Demokrasinin mutlaka güvenlikle adım başı gitmesi, demokratik standartların yükselmesi güvenliği aşağıya çekmeyecek, tam tersine demokrasi standartları ne kadar yükselirse güvenliğin de o kadar rahat sağlanabileceğini ifade etmek istiyorum. Hiç şüphesiz, güvenlik ve demokrasi arasındaki bu dengenin ara noktası ise teraziyi elinde tutan o figür gibi adalettir. Devletin dini adalettir. Devletin adaleti sağlayacak her türlü çalışmayı en açık bir şekilde ortaya koyması lazım. Yeni dönemde mutlaka güvenlik ve demokrasi arasında adaletin ekseninde gelişen çok sağlıklı bir ilişkiyi tesis etmek ve bunu kurumsallaştırmak durumundayız.

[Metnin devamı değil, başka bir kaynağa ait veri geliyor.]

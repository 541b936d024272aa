//! Experiment Session Tests
//!
//! Client-side consumption: caching, SSR replay, backend acknowledgement,
//! and option selection.

use std::sync::atomic::{AtomicUsize, Ordering};
use std::sync::Arc;
use std::time::Duration;

use trueno_ab::backend::{FixedBackend, MemoryBackend, VariantBackend};
use trueno_ab::context::ExecutionContext;
use trueno_ab::experiment::ExperimentDefinition;
use trueno_ab::registry::{RegisterOptions, Registry};
use trueno_ab::selection::{VariantOption, VariantSet};
use trueno_ab::session::ExperimentSession;
use trueno_ab::{Error, SsrData};

#[derive(Default)]
struct CountingBackend {
    calls: AtomicUsize,
}

impl VariantBackend for CountingBackend {
    async fn get_variant(&self, _experiment_id: &str) -> anyhow::Result<usize> {
        self.calls.fetch_add(1, Ordering::SeqCst);
        Ok(1)
    }
}

fn registry(options: RegisterOptions) -> Arc<Registry> {
    let registry = Registry::new();
    registry.register_experiments(
        [
            ("hero", ExperimentDefinition::new("exp-hero", 2).unwrap()),
            ("pricing", ExperimentDefinition::new("exp-pricing", 3).unwrap()),
        ],
        options,
    );
    Arc::new(registry)
}

#[tokio::test]
async fn test_resolve_caches_in_registry() {
    let registry = registry(RegisterOptions::default());
    let backend = Arc::new(CountingBackend::default());
    let session = ExperimentSession::new(Arc::clone(&registry), Arc::clone(&backend));

    let before = session.state("hero").unwrap();
    assert!(before.loading);
    assert_eq!(before.variant, None);

    let first = session.resolve("hero").await.unwrap();
    let second = session.resolve("hero").await.unwrap();

    assert_eq!(first.variant, Some(1));
    assert!(!first.loading);
    assert_eq!(second, first);
    assert_eq!(backend.calls.load(Ordering::SeqCst), 1);
    assert_eq!(registry.get_experiment("hero").unwrap().selected_variant(), Some(1));
    assert_eq!(session.state("hero").unwrap().variant, Some(1));
}

#[tokio::test]
async fn test_cache_is_shared_across_sessions() {
    let registry = registry(RegisterOptions::default());
    let first = ExperimentSession::new(Arc::clone(&registry), FixedBackend::new(1));
    first.resolve("hero").await.unwrap();

    let backend = Arc::new(CountingBackend::default());
    let second = ExperimentSession::new(Arc::clone(&registry), Arc::clone(&backend));
    assert_eq!(second.resolve("hero").await.unwrap().variant, Some(1));
    assert_eq!(backend.calls.load(Ordering::SeqCst), 0);
}

#[tokio::test]
async fn test_ssr_data_skips_resolution() {
    let registry = registry(RegisterOptions::default());
    let backend = Arc::new(CountingBackend::default());
    let mut ssr = SsrData::new();
    ssr.insert("hero", 0);

    let session = ExperimentSession::new(registry, Arc::clone(&backend)).with_ssr(ssr);

    let state = session.state("hero").unwrap();
    assert_eq!(state.variant, Some(0));
    assert!(!state.loading);
    assert!(state.is_ssr);

    let resolved = session.resolve("hero").await.unwrap();
    assert_eq!(resolved.variant, Some(0));
    assert!(resolved.is_ssr);
    assert_eq!(backend.calls.load(Ordering::SeqCst), 0);

    let other = session.resolve("pricing").await.unwrap();
    assert!(!other.is_ssr);
    assert_eq!(backend.calls.load(Ordering::SeqCst), 1);
}

#[tokio::test]
async fn test_known_variant_is_acknowledged_when_ssr_enabled() {
    let registry = registry(RegisterOptions::ssr());
    let backend = Arc::new(MemoryBackend::new());
    backend.insert("exp-pricing", 2);
    let mut ssr = SsrData::new();
    ssr.insert("hero", 1);

    let session = ExperimentSession::new(registry, Arc::clone(&backend)).with_ssr(ssr);
    session.resolve("hero").await.unwrap();
    session.resolve("pricing").await.unwrap();

    assert_eq!(backend.acknowledged("exp-hero"), Some(1));
    assert_eq!(backend.acknowledged("exp-pricing"), Some(2));
}

#[tokio::test]
async fn test_no_acknowledgement_without_ssr() {
    let registry = registry(RegisterOptions::default());
    let backend = Arc::new(MemoryBackend::new());
    backend.insert("exp-hero", 1);

    let session = ExperimentSession::new(registry, Arc::clone(&backend));
    session.resolve("hero").await.unwrap();

    assert_eq!(backend.acknowledged("exp-hero"), None);
}

#[tokio::test]
async fn test_unregistered_name_fails() {
    let session = ExperimentSession::new(registry(RegisterOptions::default()), FixedBackend::new(0));

    assert!(matches!(session.state("ghost"), Err(Error::NotRegistered(_))));
    assert!(matches!(session.resolve("ghost").await, Err(Error::NotRegistered(_))));
}

#[tokio::test(start_paused = true)]
async fn test_retry_asks_backend_again_after_timeout() {
    let registry = registry(RegisterOptions::default());
    registry.set_variant_timeout(100);

    let slow = ExperimentSession::new(
        Arc::clone(&registry),
        FixedBackend::new(1).with_delay(Duration::from_millis(500)),
    );
    assert_eq!(slow.resolve("hero").await.unwrap().variant, Some(0));

    let backend = Arc::new(CountingBackend::default());
    let session = ExperimentSession::new(Arc::clone(&registry), Arc::clone(&backend));
    assert_eq!(session.resolve("hero").await.unwrap().variant, Some(0));
    assert_eq!(backend.calls.load(Ordering::SeqCst), 0);

    let retried = session.retry("hero").await.unwrap();
    assert_eq!(retried.variant, Some(1));
    assert_eq!(retried.error, None);
    assert_eq!(backend.calls.load(Ordering::SeqCst), 1);
    assert_eq!(registry.get_experiment("hero").unwrap().selected_variant(), Some(1));
}

#[tokio::test]
async fn test_retry_keeps_ssr_variant() {
    let registry = registry(RegisterOptions::default());
    let backend = Arc::new(CountingBackend::default());
    let mut ssr = SsrData::new();
    ssr.insert("hero", 0);
    let session = ExperimentSession::new(Arc::clone(&registry), Arc::clone(&backend)).with_ssr(ssr);

    let state = session.retry("hero").await.unwrap();
    assert_eq!(state.variant, Some(0));
    assert!(state.is_ssr);
    assert_eq!(backend.calls.load(Ordering::SeqCst), 0);
}

#[tokio::test]
async fn test_retry_after_clean_state_reports_error() {
    let registry = registry(RegisterOptions::default());
    let session = ExperimentSession::new(Arc::clone(&registry), FixedBackend::new(1));

    assert_eq!(session.retry("hero").await.unwrap().error, None);

    registry.clean_state();
    assert!(matches!(session.retry("hero").await, Err(Error::NotRegistered(_))));
}

// =============================================================================
// Option selection
// =============================================================================

#[tokio::test]
async fn test_choose_maps_variant_to_option() {
    let session = ExperimentSession::new(registry(RegisterOptions::default()), FixedBackend::new(2));
    let options = VariantSet::new([VariantOption::Single(0), VariantOption::Many(vec![1, 2])]);

    assert_eq!(session.choose("pricing", &options).await.unwrap(), 1);
}

#[tokio::test]
async fn test_choose_falls_back_to_first_option_for_invalid_index() {
    let session = ExperimentSession::new(registry(RegisterOptions::default()), FixedBackend::new(5));
    let options = VariantSet::new([0usize, 1]);

    assert_eq!(session.choose("hero", &options).await.unwrap(), 0);
}

#[tokio::test]
async fn test_choose_rejects_wrong_option_count() {
    let backend = Arc::new(CountingBackend::default());
    let session = ExperimentSession::new(registry(RegisterOptions::default()), Arc::clone(&backend));
    let options = VariantSet::new([0usize, 1, 2]);

    let err = session.choose("hero", &options).await.unwrap_err();
    assert!(matches!(
        err,
        Error::VariantCountMismatch { expected: 2, actual: 3, .. }
    ));
    assert_eq!(backend.calls.load(Ordering::SeqCst), 0);
}

#[tokio::test(start_paused = true)]
async fn test_forced_variant_through_session() {
    let registry = Registry::builder()
        .context(ExecutionContext::browser("/landing?force=4&variant=1"))
        .timeout_ms(50)
        .build();
    registry.register_experiments(
        [(
            "hero",
            ExperimentDefinition::builder("exp-hero", 2).testing_id(4).build().unwrap(),
        )],
        RegisterOptions::default(),
    );
    let slow = FixedBackend::new(0).with_delay(Duration::from_secs(5));
    let session = ExperimentSession::new(Arc::new(registry), slow);

    assert_eq!(session.resolve("hero").await.unwrap().variant, Some(1));
}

Üçüncü olarak söyleyeceğim husus ise yeni güvenlik mimarimizin temeli asla ve asla içe kapanmacı bir anlayışla olmaz. Tam tersine küresel adalet hedeflerimizi gerçekleştirecek çok geniş bir perspektifle, bölgesel ve küresel ölçekte geniş bir perspektifle mümkündür olabilir. İçe kapanan herkes ne kadar haklı olursa olsun mutlaka kaybeder. Türkiye'nin bu yeni gelişmeler çerçevesinde içe kapanmacı değil, mutlaka küresel adalet perspektifiyle dünyadaki bütün sorunların çözülmesinden kendini sorumlu tutan bir perspektifle adım atması kaçınılmazdır."